[Stored data entries]
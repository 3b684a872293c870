//! Attendance use-case service.
//!
//! # Responsibility
//! - Normalize mark requests (string id, loosely typed date) before storage.
//! - Apply the configured one-per-day policy.
//! - Reduce absentee query input to a local calendar day.
//!
//! # Invariants
//! - Attendance is only recorded for students on the roster.
//! - Under `ReplaceExisting`, removing the old records and inserting the
//!   new one are separate store calls, not one atomic step.

use crate::model::attendance::{
    Attendance, AttendanceStatus, AttendanceWithStudent, NewAttendance,
};
use crate::model::day::{local_day_of, DateInput, DayRange};
use crate::repo::AttendanceStore;
use crate::service::{parse_id, ServiceError, ServiceResult};
use log::info;

/// What marking attendance does when the student already has a record
/// for the same local day.
#[derive(Debug, Clone, Copy, Default, PartialEq, Eq)]
pub enum DailyAttendancePolicy {
    /// Keep every record; duplicates all show up in queries.
    #[default]
    Append,
    /// Remove the student's earlier records for that day first.
    ReplaceExisting,
}

/// Caller input for marking attendance.
#[derive(Debug, Clone, PartialEq, Eq)]
pub struct MarkAttendanceRequest {
    pub student_id: String,
    pub date: DateInput,
    pub status: AttendanceStatus,
}

impl MarkAttendanceRequest {
    pub fn new(
        student_id: impl Into<String>,
        date: impl Into<DateInput>,
        status: AttendanceStatus,
    ) -> Self {
        Self {
            student_id: student_id.into(),
            date: date.into(),
            status,
        }
    }
}

pub struct AttendanceService<S: AttendanceStore> {
    store: S,
    policy: DailyAttendancePolicy,
}

impl<S: AttendanceStore> AttendanceService<S> {
    pub fn new(store: S) -> Self {
        Self::with_policy(store, DailyAttendancePolicy::default())
    }

    pub fn with_policy(store: S, policy: DailyAttendancePolicy) -> Self {
        Self { store, policy }
    }

    pub fn policy(&self) -> DailyAttendancePolicy {
        self.policy
    }

    pub fn mark_attendance(&self, request: &MarkAttendanceRequest) -> ServiceResult<Attendance> {
        let student_id = parse_id(&request.student_id)?;
        let date = request.date.to_timestamp()?;

        if self.store.get_student(student_id)?.is_none() {
            return Err(ServiceError::StudentNotFound(student_id));
        }

        if self.policy == DailyAttendancePolicy::ReplaceExisting {
            let range = DayRange::local(local_day_of(&date));
            for existing in self.store.attendance_for_student(student_id, &range)? {
                self.store.delete_attendance(existing.id)?;
            }
        }

        let record = self.store.create_attendance(&NewAttendance {
            student_id,
            date,
            status: request.status,
        })?;
        info!(
            "event=attendance_mark module=service status=ok attendance_id={} student_id={} state={}",
            record.id, record.student_id, record.status
        );
        Ok(record)
    }

    /// Absent students for the local day `day` falls on.
    pub fn absentees_on(
        &self,
        day: impl Into<DateInput>,
    ) -> ServiceResult<Vec<AttendanceWithStudent>> {
        let day = day.into().to_local_day()?;
        Ok(self.store.query_absentees(day)?)
    }
}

[TASK DIRECTIONS] The expected output is every line of the records in which the string "ReplaceExisting" appears.

[OUTPUT OF THE EXERCISE]
//! - Under `ReplaceExisting`, removing the old records and inserting the
    ReplaceExisting,
        if self.policy == DailyAttendancePolicy::ReplaceExisting {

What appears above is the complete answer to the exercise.